Categories of authorized training data include material that is owned (the stakeholder’s own original or commissioned content), licensed, public domain (notably not the same thing as publicly available) or open source (used consistently with its terms).
Also, while forging dataset licensing relationships with rights holders, AI companies can simultaneously attempt to expand the license scope to output rights available for the AI model end users. As an example, Stability AI reports training its text-to-music generator Stable Audio on 800,000 tracks obtained through its partnership with music library AudioSparx. As part of that partnership deal, Stability AI secured rights for Stable Audio customers to use generated output in certain commercial contexts.
An authorized dataset is a competitive advantage when pursuing a customer base increasingly concerned about generative AI risk. Providing customers with clear and guaranteed guidance on legal uses of an AI model’s output exponentially fortifies that competitive advantage. The caveat to these initial licensing arrangements is building in sufficient flexibility for appropriate reaction to evolving legal, regulatory and market conditions.
Companies seeking to leverage AI-generated output: Distributing AI-generated output requires the same vetting and rights clearance review one should conduct for any third-party image, music, footage, quote or other asset to be incorporated into a production or creative work. (See VIP+’s November 2023 special report “Rights Clearance for Film & TV.”)
If relying on a third party for generative AI capability, the providers using authorized datasets are the ones most likely able to supply the information required for a reliable clearance review.

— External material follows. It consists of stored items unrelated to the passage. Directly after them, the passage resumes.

//! Task lifecycle types.
//!
//! A task is the unit of orchestration state: created by the dispatcher,
//! mutated by the executor, read by the status surface. State moves
//! forward only; `completed` and `failed` are terminal.

use std::fmt;

use chrono::{DateTime, Utc};
use serde::{Deserialize, Serialize};
use thiserror::Error;
use uuid::Uuid;

use super::issue::ReviewReport;
use super::request::{Fingerprint, ReviewRequest};

/// Newtype for task identifiers.
#[derive(Debug, Clone, Copy, PartialEq, Eq, Hash, Serialize, Deserialize)]
pub struct TaskId(pub Uuid);

impl TaskId {
    pub fn new() -> Self {
        Self(Uuid::new_v4())
    }
}

impl Default for TaskId {
    fn default() -> Self {
        Self::new()
    }
}

impl fmt::Display for TaskId {
    fn fmt(&self, f: &mut fmt::Formatter<'_>) -> fmt::Result {
        write!(f, "{}", self.0)
    }
}

/// Lifecycle state of a task.
#[derive(Debug, Clone, Copy, PartialEq, Eq, Hash, Serialize, Deserialize)]
#[serde(rename_all = "lowercase")]
pub enum TaskState {
    /// Created, queued for execution.
    Pending,
    /// A worker is executing an attempt.
    Processing,
    /// Finished successfully; result is available. Terminal.
    Completed,
    /// Retry budget exhausted or non-retriable error. Terminal.
    Failed,
}

impl TaskState {
    /// Can transition from self to `to`?
    ///
    /// `Processing -> Processing` is legal: at-least-once queue delivery
    /// can hand an in-flight task to a worker again after a crash, and
    /// re-entry simply restarts the attempt.
    pub fn can_transition_to(self, to: TaskState) -> bool {
        use TaskState::*;
        matches!(
            (self, to),
            (Pending, Processing)
                | (Processing, Processing)
                | (Processing, Completed)
                | (Processing, Failed)
        )
    }

    /// Is this a terminal state?
    pub fn is_terminal(self) -> bool {
        matches!(self, TaskState::Completed | TaskState::Failed)
    }
}

impl fmt::Display for TaskState {
    fn fmt(&self, f: &mut fmt::Formatter<'_>) -> fmt::Result {
        let s = match self {
            TaskState::Pending => "pending",
            TaskState::Processing => "processing",
            TaskState::Completed => "completed",
            TaskState::Failed => "failed",
        };
        write!(f, "{s}")
    }
}

/// Classification of a terminal task failure.
#[derive(Debug, Clone, Copy, PartialEq, Eq, Serialize, Deserialize)]
#[serde(rename_all = "snake_case")]
pub enum TaskErrorKind {
    /// Credential rejected by the VCS host.
    Auth,
    /// Repository or pull request does not exist.
    NotFound,
    /// Transient failures persisted past the retry budget.
    RetriesExhausted,
    /// Analyzer returned an unusable response.
    Analyzer,
    /// Internal invariant violation.
    Internal,
}

impl fmt::Display for TaskErrorKind {
    fn fmt(&self, f: &mut fmt::Formatter<'_>) -> fmt::Result {
        let s = match self {
            TaskErrorKind::Auth => "auth",
            TaskErrorKind::NotFound => "not_found",
            TaskErrorKind::RetriesExhausted => "retries_exhausted",
            TaskErrorKind::Analyzer => "analyzer",
            TaskErrorKind::Internal => "internal",
        };
        write!(f, "{s}")
    }
}

/// Classified error recorded on a failed task.
#[derive(Error, Debug, Clone, PartialEq, Eq, Serialize, Deserialize)]
#[error("{kind}: {message}")]
pub struct TaskError {
    pub kind: TaskErrorKind,
    pub message: String,
}

impl TaskError {
    pub fn new(kind: TaskErrorKind, message: impl Into<String>) -> Self {
        Self {
            kind,
            message: message.into(),
        }
    }
}

/// A unit of orchestration state.
#[derive(Debug, Clone, Serialize, Deserialize)]
pub struct Task {
    /// Unique identifier, assigned at creation, immutable.
    pub id: TaskId,

    /// Dedup/cache fingerprint derived from the request.
    pub fingerprint: Fingerprint,

    /// The request this task executes. Carried so the executor can
    /// recompute the full file set on every attempt.
    pub request: ReviewRequest,

    /// Current lifecycle state.
    pub state: TaskState,

    /// Number of execution attempts so far.
    pub attempt_count: u32,

    pub created_at: DateTime<Utc>,
    pub updated_at: DateTime<Utc>,

    /// Present only when `state == Completed`.
    #[serde(skip_serializing_if = "Option::is_none")]
    pub result: Option<ReviewReport>,

    /// Present only when `state == Failed`.
    #[serde(skip_serializing_if = "Option::is_none")]
    pub error: Option<TaskError>,
}

impl Task {
    /// Create a new task in `Pending`.
    pub fn new(request: ReviewRequest, fingerprint: Fingerprint) -> Self {
        let now = Utc::now();
        Self {
            id: TaskId::new(),
            fingerprint,
            request,
            state: TaskState::Pending,
            attempt_count: 0,
            created_at: now,
            updated_at: now,
            result: None,
            error: None,
        }
    }
}

/// What the dispatcher hands back for an accepted submission.
#[derive(Debug, Clone, Serialize, Deserialize)]
pub struct TaskHandle {
    pub task_id: TaskId,
    pub state: TaskState,
}

#[cfg(test)]
mod tests {
    use super::*;

    #[test]
    fn forward_transitions_are_legal() {
        use TaskState::*;
        assert!(Pending.can_transition_to(Processing));
        assert!(Processing.can_transition_to(Completed));
        assert!(Processing.can_transition_to(Failed));
    }

    #[test]
    fn processing_reentry_is_legal() {
        assert!(TaskState::Processing.can_transition_to(TaskState::Processing));
    }

    #[test]
    fn terminal_states_have_no_successors() {
        use TaskState::*;
        for to in [Pending, Processing, Completed, Failed] {
            assert!(!Completed.can_transition_to(to));
            assert!(!Failed.can_transition_to(to));
        }
    }

    #[test]
    fn backward_transitions_are_illegal() {
        use TaskState::*;
        assert!(!Processing.can_transition_to(Pending));
        assert!(!Pending.can_transition_to(Completed));
        assert!(!Pending.can_transition_to(Failed));
    }

    #[test]
    fn is_terminal() {
        assert!(TaskState::Completed.is_terminal());
        assert!(TaskState::Failed.is_terminal());
        assert!(!TaskState::Pending.is_terminal());
        assert!(!TaskState::Processing.is_terminal());
    }

    #[test]
    fn new_task_starts_pending() {
        let req = ReviewRequest::new("https://github.com/user/repo", 1);
        let fp = req.fingerprint(None);
        let task = Task::new(req, fp);
        assert_eq!(task.state, TaskState::Pending);
        assert_eq!(task.attempt_count, 0);
        assert!(task.result.is_none());
        assert!(task.error.is_none());
    }

    #[test]
    fn state_serializes_lowercase() {
        assert_eq!(
            serde_json::to_string(&TaskState::Processing).unwrap(),
            "\"processing\""
        );
    }
}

A certification program offered by Fairly Trained, a nonprofit founded by former Stability executive Ed Newton-Rex, has recently emerged to help the market identify gen AI companies that rely on authorized training material and maintain adequate records. Similar certification mechanisms are sure to follow.
Rights holders seeking additional revenue by making their content available for gen AI use: Most publicized data training license deals have involved large rights holders such as Associated Press, Getty Images and AudioSparx. The leading AI companies seek millions or even billions of data points and find purchasing small catalogs from numerous rights holders too administratively burdensome.
As a result, prominent licensing deals may continue to favor rights holders with large catalogs, leaving moderate and small catalog owners with less attractive licensing options. Small and midsize rights holders might investigate opportunities for licensing to specialized generative AI applications, where their specific unique content library — albeit small — can represent greater value as part of the whole and command a premium license fee.